(Stored data entries)
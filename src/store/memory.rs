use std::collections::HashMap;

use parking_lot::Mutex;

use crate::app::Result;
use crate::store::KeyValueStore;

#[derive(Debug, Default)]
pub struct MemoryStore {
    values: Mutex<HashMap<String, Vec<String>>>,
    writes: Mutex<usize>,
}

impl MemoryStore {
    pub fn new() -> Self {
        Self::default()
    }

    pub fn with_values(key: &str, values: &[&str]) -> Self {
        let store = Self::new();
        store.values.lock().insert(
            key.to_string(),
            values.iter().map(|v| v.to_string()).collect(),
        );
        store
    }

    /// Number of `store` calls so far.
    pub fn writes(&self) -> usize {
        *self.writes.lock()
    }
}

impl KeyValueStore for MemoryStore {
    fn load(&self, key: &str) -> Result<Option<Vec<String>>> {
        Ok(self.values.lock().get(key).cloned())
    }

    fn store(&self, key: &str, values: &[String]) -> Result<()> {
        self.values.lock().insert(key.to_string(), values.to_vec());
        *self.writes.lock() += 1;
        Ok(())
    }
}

▶ [Problem]:
Please filter the entries for the word "insert" and copy the lines that have it.

▶ [Answer section]:
        store.values.lock().insert(
        self.values.lock().insert(key.to_string(), values.to_vec());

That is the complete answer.